Provided data:

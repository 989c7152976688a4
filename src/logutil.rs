//! Keeps player input on one log line.
//!
//! Whatever the player types is logged at debug level and quoted in warnings
//! for failed commands; control characters and very long lines would
//! otherwise break the log file apart.

use std::fmt::Write;

/// Longest input echoed into a log line, in characters.
pub const MAX_LOGGED_INPUT: usize = 160;

/// Escape `s` for single-line logging.
///
/// Backslash, `\n`, `\r` and `\t` are escaped as in Rust string literals,
/// other control characters become `\xNN`. Input longer than
/// [`MAX_LOGGED_INPUT`] characters is cut and ends in `…`.
pub fn escape_log(s: &str) -> String {
    let mut out = String::with_capacity(s.len().min(MAX_LOGGED_INPUT) + 4);
    for (count, ch) in s.chars().enumerate() {
        if count == MAX_LOGGED_INPUT {
            out.push('…');
            break;
        }
        match ch {
            '\\' => out.push_str("\\\\"),
            '\n' => out.push_str("\\n"),
            '\r' => out.push_str("\\r"),
            '\t' => out.push_str("\\t"),
            c if c.is_control() => {
                let _ = write!(out, "\\x{:02X}", c as u32);
            }
            c => out.push(c),
        }
    }
    out
}
impl ModelStore {
    /// Create a store using the namespaced structural keys
    pub fn new(root_path: Option<&str>, data: Option<Value>) -> Self {
        Self::with_keys(StructuralKeys::default(), root_path, data)
    }

    /// Create a store for the given structural key convention
    pub fn with_keys(keys: StructuralKeys, root_path: Option<&str>, data: Option<Value>) -> Self {
        let mut store = Self {
            data: None,
            root_path: None,
            keys,
        };
        store.initialize(root_path, data);
        store
    }

    /// Set the root path and, when `data` is a non-empty model, replace the tree
    ///
    /// Passing `None` or an empty object keeps the current tree.
    pub fn initialize(&mut self, root_path: Option<&str>, data: Option<Value>) {
        if let Some(data) = data.filter(|data| !is_empty_model(data)) {
            self.data = Some(data);
        }
        self.root_path = root_path.map(str::to_string);

        tracing::debug!(
            "Model store initialized (root: {:?}, has data: {})",
            self.root_path,
            self.data.is_some()
        );
    }

    /// Root path of the model
    pub fn root_path(&self) -> Option<&str> {
        self.root_path.as_deref()
    }

    /// Structural key convention of the tree
    pub fn keys(&self) -> &StructuralKeys {
        &self.keys
    }

    /// Whether a tree is loaded
    pub fn is_initialized(&self) -> bool {
        self.data.is_some()
    }

    /// Deep copy of the node at `path`
    ///
    /// `None`, `""`, the root path and `<root>/jcr:content` all return the
    /// whole tree.
    pub fn get_data(&self, path: Option<&str>) -> Option<Value> {
        self.get_data_ref(path).map(deep_copy)
    }

    /// Borrow the node at `path` without copying
    pub fn get_data_ref(&self, path: Option<&str>) -> Option<&Value> {
        let address = self.address_of(path)?;
        let data = self.data.as_ref()?;
        node_at(data, &self.keys, &address)
    }

    /// Mutable access to the node at `path`
    ///
    /// Changes made through the returned reference are visible to every
    /// subsequent read.
    pub fn get_data_mut(&mut self, path: Option<&str>) -> Option<&mut Value> {
        let address = self.address_of(path)?;
        let data = self.data.as_mut()?;
        node_at_mut(data, &self.keys, &address)
    }

    /// Replace the item at `path` with `data.value`
    ///
    /// The item name comes from `path`; `data.key` is ignored. The parent must
    /// already exist and carry an items map. A missing items map is reported,
    /// not created.
    pub fn set_data(&mut self, path: &str, data: &ItemData) -> Result<(), StoreError> {
        if path.is_empty() {
            tracing::warn!("set_data called without a path");
            return Err(StoreError::missing_path("set_data"));
        }
        if self.data.is_none() {
            return Err(StoreError::Uninitialized);
        }

        let (parent_path, name) = parent_node_path(path)
            .zip(node_name(path))
            .ok_or_else(|| StoreError::invalid_path(path))?;

        let keys = self.keys.clone();
        let parent = self
            .get_data_mut(Some(parent_path))
            .ok_or_else(|| StoreError::parent_not_found(path))?;

        let Some(items) = parent.items_mut(&keys) else {
            tracing::warn!("Cannot replace {}: parent has no items map", path);
            return Err(StoreError::missing_items_map(path));
        };

        items.insert(name.to_string(), deep_copy(&data.value));
        Ok(())
    }

    /// Insert a deep copy of `data` at `path`
    ///
    /// Page paths (no `<page>/jcr:content/<item>` form) are stored in the root's
    /// children map. Item paths are added to the parent's items map; when the
    /// parent has an order list, the name is placed after `sibling` (before it
    /// when `insert_before`), or appended if the sibling is absent or unknown.
    /// Inserting an existing name replaces the item and moves it in the order.
    /// When intermediate items are missing, the new item goes into the deepest
    /// parent that exists (the page node if none does), named after the last
    /// segment of `path`.
    pub fn insert_data(
        &mut self,
        path: &str,
        data: &Value,
        sibling: Option<&str>,
        insert_before: bool,
    ) -> Result<(), StoreError> {
        if path.is_empty() {
            tracing::warn!("insert_data called without a path");
            return Err(StoreError::missing_path("insert_data"));
        }

        let data = deep_copy(data);

        if !is_item(path) {
            return self.insert_page(path, data);
        }

        let PageContentPaths {
            page_path,
            item_path,
        } = split_page_content_paths(path);
        let item_path = item_path.ok_or_else(|| StoreError::invalid_path(path))?;

        let root = self.data.as_ref().ok_or(StoreError::Uninitialized)?;
        let page = self.page_ref(&page_path).unwrap_or(PageRef::Root);
        let page_node = page_node(root, &self.keys, &page).unwrap_or(root);

        let location = self.find_item(page_node, &item_path, ItemLocation::default());
        let name = match location.key {
            Some(ref key) => key.clone(),
            None => node_name(&item_path)
                .ok_or_else(|| StoreError::invalid_path(path))?
                .to_string(),
        };
        if location.key.is_none() && location.remaining.contains('/') {
            tracing::debug!(
                "Inserting {} under the deepest existing parent ({:?})",
                path,
                location.parent_path
            );
        }

        let keys = &self.keys;
        let root = self.data.as_mut().ok_or(StoreError::Uninitialized)?;
        let parent = page_node_mut(root, keys, &page)
            .and_then(|page_node| descend_mut(page_node, keys, &location.parent_keys))
            .ok_or_else(|| StoreError::parent_not_found(path))?;

        let Some(items) = parent.items_mut(keys) else {
            tracing::warn!("Cannot insert {}: parent has no items map", path);
            return Err(StoreError::missing_items_map(path));
        };
        items.insert(name.clone(), data);

        if let Some(order) = parent.items_order_mut(keys) {
            place_in_order(order, &name, sibling, insert_before);
        }

        tracing::debug!("Inserted {} (sibling: {:?}, before: {})", path, sibling, insert_before);
        Ok(())
    }

    /// Remove the node at `path`
    ///
    /// For a page path the entry is dropped from the children map and `None`
    /// is returned. For an item path the item leaves both the items map and the
    /// order list of its parent, and the parent's full path is returned.
    pub fn remove_data(&mut self, path: &str) -> Result<Option<String>, StoreError> {
        if path.is_empty() {
            tracing::warn!("remove_data called without a path");
            return Err(StoreError::missing_path("remove_data"));
        }

        if !is_item(path) {
            let keys = &self.keys;
            let root = self.data.as_mut().ok_or(StoreError::Uninitialized)?;
            let removed = root
                .children_mut(keys)
                .and_then(|children| children.remove(path));

            if removed.is_none() {
                tracing::debug!("No child page at {} to remove", path);
            }
            return Ok(None);
        }

        let PageContentPaths {
            page_path,
            item_path,
        } = split_page_content_paths(path);
        let item_path = item_path.ok_or_else(|| StoreError::invalid_path(path))?;

        let root = self.data.as_ref().ok_or(StoreError::Uninitialized)?;
        let Some(page) = self.page_ref(&page_path) else {
            tracing::warn!("Cannot remove {}: page {} not found", path, page_path);
            return Err(StoreError::page_not_found(page_path));
        };
        let page_node = page_node(root, &self.keys, &page)
            .ok_or_else(|| StoreError::page_not_found(&page_path))?;

        let location = self.find_item(page_node, &item_path, ItemLocation::default());
        let Some(key) = location.key else {
            tracing::warn!("Cannot remove {}: item not found", path);
            return Err(StoreError::item_not_found(path));
        };

        let keys = &self.keys;
        let root = self.data.as_mut().ok_or(StoreError::Uninitialized)?;
        let parent = page_node_mut(root, keys, &page)
            .and_then(|page_node| descend_mut(page_node, keys, &location.parent_keys))
            .ok_or_else(|| StoreError::item_not_found(path))?;

        if let Some(items) = parent.items_mut(keys) {
            items.remove(&key);
        }
        if let Some(order) = parent.items_order_mut(keys) {
            if let Some(index) = order.iter().position(|entry| entry.as_str() == Some(key.as_str())) {
                order.remove(index);
            }
        }

        let parent_item_path = trim_strings(&location.parent_path, &[CONTENT_DELIMITER]);
        Ok(Some(content_path(&page_path, &parent_item_path)))
    }

    /// Drop the tree and root path
    pub fn destroy(&mut self) {
        self.data = None;
        self.root_path = None;
    }

    /// Map a page path to the root or a child page
    fn page_ref(&self, page_path: &str) -> Option<PageRef> {
        let data = self.data.as_ref()?;
        let page_path = strip_content_suffix(page_path);

        if page_path.is_empty()
            || self.root_path.as_deref() == Some(page_path)
            || data.node_path(&self.keys) == Some(page_path)
        {
            return Some(PageRef::Root);
        }

        data.children(&self.keys)?
            .contains_key(page_path)
            .then(|| PageRef::Child(page_path.to_string()))
    }

    fn address_of(&self, path: Option<&str>) -> Option<Address> {
        self.data.as_ref()?;

        let path = match path {
            Some(path) if !path.is_empty() => path,
            _ => return Some(Address::Whole),
        };

        let PageContentPaths {
            page_path,
            item_path,
        } = split_page_content_paths(path);
        let page = self.page_ref(&page_path)?;

        let Some(item_path) = item_path else {
            return Some(match page {
                PageRef::Root => Address::Whole,
                page => Address::Page(page),
            });
        };

        let page_node = page_node(self.data.as_ref()?, &self.keys, &page)?;
        let location = self.find_item(page_node, &item_path, ItemLocation::default());

        Some(Address::Item {
            page,
            parent_keys: location.parent_keys,
            key: location.key?,
        })
    }

    /// Depth-first search for the single node at `item_path` below `node`
    ///
    /// Once a key consumes a leading segment the search commits to that branch;
    /// a miss below it reports that branch's node as the deepest parent.
    fn find_item(&self, node: &Value, item_path: &str, location: ItemLocation) -> ItemLocation {
        let Some(items) = node.items(&self.keys) else {
            return ItemLocation {
                remaining: item_path.to_string(),
                ..location
            };
        };

        for (key, child) in items {
            if key == item_path {
                return ItemLocation {
                    key: Some(key.clone()),
                    remaining: String::new(),
                    ..location
                };
            }

            let sub = subpath(item_path, key);
            let delimiter = leading_strings(&sub, &[CONTENT_DELIMITER]);
            let sub = trim_strings(&sub, &[CONTENT_DELIMITER]);

            if sub != item_path {
                let mut parent_keys = location.parent_keys.clone();
                parent_keys.push(key.clone());

                let descended = ItemLocation {
                    parent_keys,
                    parent_path: join(&[location.parent_path.as_str(), key.as_str(), delimiter.as_str()]),
                    key: None,
                    remaining: String::new(),
                };
                return self.find_item(child, &sub, descended);
            }
        }

        ItemLocation {
            remaining: item_path.to_string(),
            ..location
        }
    }

    fn insert_page(&mut self, path: &str, data: Value) -> Result<(), StoreError> {
        let children_key = self.keys.children_key.clone();
        let root = self.data.as_mut().ok_or(StoreError::Uninitialized)?;

        let children = root
            .as_object_mut()
            .map(|root| {
                root.entry(children_key)
                    .or_insert_with(|| Value::Object(Map::new()))
            })
            .and_then(Value::as_object_mut)
            .ok_or_else(|| StoreError::invalid_path(path))?;

        children.insert(path.to_string(), data);
        tracing::debug!("Stored page {}", path);
        Ok(())
    }
}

Exercise goal: Find "place_in_order(order, &name, sibling, insert_before);" in the entries above and copy that whole line exactly, then each line after it through the line that contains "map and the".

Response to this exercise:
            place_in_order(order, &name, sibling, insert_before);
        }

        tracing::debug!("Inserted {} (sibling: {:?}, before: {})", path, sibling, insert_before);
        Ok(())
    }

    /// Remove the node at `path`
    ///
    /// For a page path the entry is dropped from the children map and `None`
    /// is returned. For an item path the item leaves both the items map and the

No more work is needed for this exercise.